Students toted around their years’ work, handmade rockets capable of launching straight into the sky. Each design features a tube with fins on one end and a pointed or rounded top on the other. They came in an array of colors and sizes, from a hot pink rocket nearly as tall as the girl carrying it, to a landscape-covered rocket emblazoned with “Peach State.”

But the task isn’t as simple launching a rocket into the air; each design has to carry a raw egg placed on its side, remain in the air for 48 to 50 seconds and reach an altitude of 750 feet, among other requirements.

Winning would be especially sweet for seniors, such as Reich.

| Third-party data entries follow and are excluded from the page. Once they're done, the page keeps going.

//! Cache for slowly changing reference data.
//!
//! Cities, categories and category features are fetched once and kept for
//! a long time. Entries are stored as JSON strings in a [`KeyValueStore`],
//! each stamped with the time it was written.

use std::collections::HashMap;
use std::fs;
use std::path::PathBuf;
use std::sync::Mutex;

use chrono::{DateTime, Duration, Utc};
use serde::de::DeserializeOwned;
use serde::{Deserialize, Serialize};
use tracing::{debug, warn};

use crate::error::Result;

/// Default lifetime of a cached entry, in days.
pub const DEFAULT_REFERENCE_TTL_DAYS: i64 = 30;

/// Source of the current time.
pub trait Clock {
    /// Returns the current time.
    fn now(&self) -> DateTime<Utc>;
}

/// The system clock.
#[derive(Debug, Clone, Copy, Default)]
pub struct SystemClock;

impl Clock for SystemClock {
    fn now(&self) -> DateTime<Utc> {
        Utc::now()
    }
}

/// String storage behind the cache.
pub trait KeyValueStore {
    /// Returns the value stored under `key`.
    fn get(&self, key: &str) -> Option<String>;

    /// Stores `value` under `key`.
    fn set(&self, key: &str, value: String);

    /// Removes `key`.
    fn remove(&self, key: &str);
}

/// In-memory store.
#[derive(Debug, Default)]
pub struct MemoryStore {
    entries: Mutex<HashMap<String, String>>,
}

impl MemoryStore {
    /// Creates an empty store.
    #[must_use]
    pub fn new() -> Self {
        Self::default()
    }

    /// Number of stored keys.
    #[must_use]
    pub fn len(&self) -> usize {
        self.entries.lock().map_or(0, |entries| entries.len())
    }

    /// Whether the store holds no key.
    #[must_use]
    pub fn is_empty(&self) -> bool {
        self.len() == 0
    }
}

impl KeyValueStore for MemoryStore {
    fn get(&self, key: &str) -> Option<String> {
        self.entries.lock().ok()?.get(key).cloned()
    }

    fn set(&self, key: &str, value: String) {
        if let Ok(mut entries) = self.entries.lock() {
            entries.insert(key.to_string(), value);
        }
    }

    fn remove(&self, key: &str) {
        if let Ok(mut entries) = self.entries.lock() {
            entries.remove(key);
        }
    }
}

/// Store keeping one file per key in a directory.
///
/// Keys become file names with a `.json` suffix. Only ASCII letters,
/// digits, `-`, `_` and `.` are accepted, and a key may not start with a
/// dot. Any other key is ignored with a warning: reads miss and writes are
/// dropped.
#[derive(Debug, Clone)]
pub struct FileStore {
    dir: PathBuf,
}

impl FileStore {
    /// Opens a store in `dir`, creating the directory if needed.
    ///
    /// # Errors
    ///
    /// Returns [`crate::AdminError::Io`] when the directory cannot be
    /// created.
    pub fn open(dir: impl Into<PathBuf>) -> Result<Self> {
        let dir = dir.into();
        fs::create_dir_all(&dir)?;
        Ok(Self { dir })
    }

    /// Returns the file of `key`, or `None` when the key is not a plain
    /// file name inside the store directory.
    fn path(&self, key: &str) -> Option<PathBuf> {
        let plain = !key.is_empty()
            && !key.starts_with('.')
            && key
                .chars()
                .all(|c| c.is_ascii_alphanumeric() || matches!(c, '-' | '_' | '.'));
        if !plain {
            warn!(key = %key, "ignoring cache key that is not a plain file name");
            return None;
        }
        Some(self.dir.join(format!("{key}.json")))
    }
}

impl KeyValueStore for FileStore {
    fn get(&self, key: &str) -> Option<String> {
        fs::read_to_string(self.path(key)?).ok()
    }

    fn set(&self, key: &str, value: String) {
        let Some(path) = self.path(key) else {
            return;
        };
        if let Err(e) = fs::write(path, value) {
            warn!(key = %key, error = %e, "failed to write cache file");
        }
    }

    fn remove(&self, key: &str) {
        let Some(path) = self.path(key) else {
            return;
        };
        if path.exists() {
            if let Err(e) = fs::remove_file(&path) {
                warn!(key = %key, error = %e, "failed to remove cache file");
            }
        }
    }
}

/// A stored value with its write time.
#[derive(Debug, Clone, Serialize, Deserialize)]
pub struct CacheEntry<T> {
    /// Cached value.
    pub value: T,
    /// When the value was written.
    pub stored_at: DateTime<Utc>,
}

impl<T> CacheEntry<T> {
    /// Whether the entry is older than `ttl` at `now`.
    #[must_use]
    pub fn is_expired(&self, now: DateTime<Utc>, ttl: Duration) -> bool {
        now - self.stored_at >= ttl
    }
}

/// Time-limited cache over a [`KeyValueStore`].
#[derive(Debug)]
pub struct ReferenceCache<S, C = SystemClock> {
    store: S,
    clock: C,
    ttl: Duration,
}

impl<S: KeyValueStore> ReferenceCache<S, SystemClock> {
    /// Creates a cache using the system clock and the default lifetime.
    #[must_use]
    pub fn new(store: S) -> Self {
        Self::with_clock(store, SystemClock)
    }
}

impl<S: KeyValueStore, C: Clock> ReferenceCache<S, C> {
    /// Creates a cache with a custom clock.
    #[must_use]
    pub fn with_clock(store: S, clock: C) -> Self {
        Self {
            store,
            clock,
            ttl: Duration::days(DEFAULT_REFERENCE_TTL_DAYS),
        }
    }

    /// Sets the entry lifetime.
    #[must_use]
    pub const fn with_ttl(mut self, ttl: Duration) -> Self {
        self.ttl = ttl;
        self
    }

    /// Entry lifetime.
    #[must_use]
    pub const fn ttl(&self) -> Duration {
        self.ttl
    }

    /// Underlying store.
    #[must_use]
    pub const fn store(&self) -> &S {
        &self.store
    }

    /// Returns the fresh value under `key`.
    ///
    /// Expired and unreadable entries are removed and reported as missing.
    #[must_use]
    pub fn get<T: DeserializeOwned>(&self, key: &str) -> Option<T> {
        let raw = self.store.get(key)?;
        let entry: CacheEntry<T> = match serde_json::from_str(&raw) {
            Ok(entry) => entry,
            Err(e) => {
                warn!(key = %key, error = %e, "dropping unreadable cache entry");
                self.store.remove(key);
                return None;
            }
        };

        if entry.is_expired(self.clock.now(), self.ttl) {
            debug!(key = %key, stored_at = %entry.stored_at, "cache entry expired");
            self.store.remove(key);
            return None;
        }

        debug!(key = %key, "cache hit");
        Some(entry.value)
    }

    /// Stores `value` under `key`.
    ///
    /// # Errors
    ///
    /// Returns [`crate::AdminError::Json`] when `value` cannot be
    /// serialized.
    pub fn put<T: Serialize>(&self, key: &str, value: &T) -> Result<()> {
        let entry = CacheEntry {
            value,
            stored_at: self.clock.now(),
        };
        self.store.set(key, serde_json::to_string(&entry)?);
        debug!(key = %key, "cache entry stored");
        Ok(())
    }

    /// Returns the cached value, or fetches and stores it.
    ///
    /// A failed fetch leaves the cache untouched.
    ///
    /// # Errors
    ///
    /// Returns the error of `fetch`, or a serialization error while
    /// storing the fetched value.
    pub fn get_or_fetch<T, F>(&self, key: &str, fetch: F) -> Result<T>
    where
        T: Serialize + DeserializeOwned,
        F: FnOnce() -> Result<T>,
    {
        if let Some(value) = self.get(key) {
            return Ok(value);
        }

        debug!(key = %key, "cache miss, fetching");
        let value = fetch()?;
        self.put(key, &value)?;
        Ok(value)
    }

    /// Removes `key`.
    pub fn invalidate(&self, key: &str) {
        self.store.remove(key);
    }
}

#[cfg(test)]
mod tests {
    use super::*;
    use crate::error::AdminError;
    use crate::models::City;
    use chrono::TimeZone;
    use std::cell::Cell;

    struct ManualClock {
        now: Cell<DateTime<Utc>>,
    }

    impl ManualClock {
        fn new() -> Self {
            Self {
                now: Cell::new(Utc.with_ymd_and_hms(2024, 1, 1, 12, 0, 0).unwrap()),
            }
        }

        fn advance(&self, by: Duration) {
            self.now.set(self.now.get() + by);
        }
    }

    impl Clock for &ManualClock {
        fn now(&self) -> DateTime<Utc> {
            self.now.get()
        }
    }

    fn cities() -> Vec<City> {
        vec![
            City {
                id: 1,
                name: "Riyadh".to_string(),
                region: Some("Central".to_string()),
            },
            City {
                id: 2,
                name: "Jeddah".to_string(),
                region: None,
            },
        ]
    }

    #[test]
    fn test_put_and_get() {
        let clock = ManualClock::new();
        let cache = ReferenceCache::with_clock(MemoryStore::new(), &clock);

        cache.put("cities", &cities()).unwrap();
        let cached: Vec<City> = cache.get("cities").unwrap();
        assert_eq!(cached.len(), 2);
        assert_eq!(cached[0].name, "Riyadh");
        assert!(cache.get::<Vec<City>>("categories").is_none());
    }

    #[test]
    fn test_entries_expire() {
        let clock = ManualClock::new();
        let cache = ReferenceCache::with_clock(MemoryStore::new(), &clock);
        assert_eq!(cache.ttl(), Duration::days(30));

        cache.put("cities", &cities()).unwrap();
        clock.advance(Duration::days(29));
        assert!(cache.get::<Vec<City>>("cities").is_some());

        clock.advance(Duration::days(1));
        assert!(cache.get::<Vec<City>>("cities").is_none());
        assert!(cache.store().is_empty());
    }

    #[test]
    fn test_get_or_fetch_fetches_once() {
        let clock = ManualClock::new();
        let cache =
            ReferenceCache::with_clock(MemoryStore::new(), &clock).with_ttl(Duration::hours(1));
        let calls = Cell::new(0);

        for _ in 0..3 {
            let value: Vec<City> = cache
                .get_or_fetch("cities", || {
                    calls.set(calls.get() + 1);
                    Ok(cities())
                })
                .unwrap();
            assert_eq!(value.len(), 2);
        }
        assert_eq!(calls.get(), 1);

        clock.advance(Duration::hours(2));
        let _: Vec<City> = cache
            .get_or_fetch("cities", || {
                calls.set(calls.get() + 1);
                Ok(cities())
            })
            .unwrap();
        assert_eq!(calls.get(), 2);
    }

    #[test]
    fn test_failed_fetch_is_not_cached() {
        let cache = ReferenceCache::new(MemoryStore::new());
        let result: Result<Vec<City>> =
            cache.get_or_fetch("cities", || Err(AdminError::Api("offline".to_string())));
        assert!(result.is_err());
        assert!(cache.store().is_empty());
    }

    #[test]
    fn test_unreadable_entry_is_dropped() {
        let store = MemoryStore::new();
        store.set("cities", "not json".to_string());
        let cache = ReferenceCache::new(store);

        assert!(cache.get::<Vec<City>>("cities").is_none());
        assert!(cache.store().is_empty());
    }

    #[test]
    fn test_invalidate() {
        let cache = ReferenceCache::new(MemoryStore::new());
        cache.put("cities", &cities()).unwrap();
        cache.invalidate("cities");
        assert!(cache.get::<Vec<City>>("cities").is_none());
    }
}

The 17-year-old said he began to appreciate the rocketry competition more as high school went on because a birth defect slowed him down in baseball and eventually became life threatening. Last year, Reich required surgery to flatten out his chest by having a titanium bar placed over his heart and lungs.

Rocketry, he said. “was another way for me to be active even though I had a hard time being active on the baseball field.”

And they should have a shot at winning, members said. The team spent four to five weeks alone on perfecting the rocket’s stability so it could balance on a pin, and then traveled to launch sites every Saturday morning to test their design and plan modifications.

Seeing the rocket launch successfully on Saturday would be reward enough, said Gabriel Hernandez, a Plantation senior who’s been designing the team’s rocket since this summer.

“It’s an overwhelming feeling,” he said. “Like when you take a test and you did perfect because you know everything on it. You achieve something and work hard for it and it pays off.”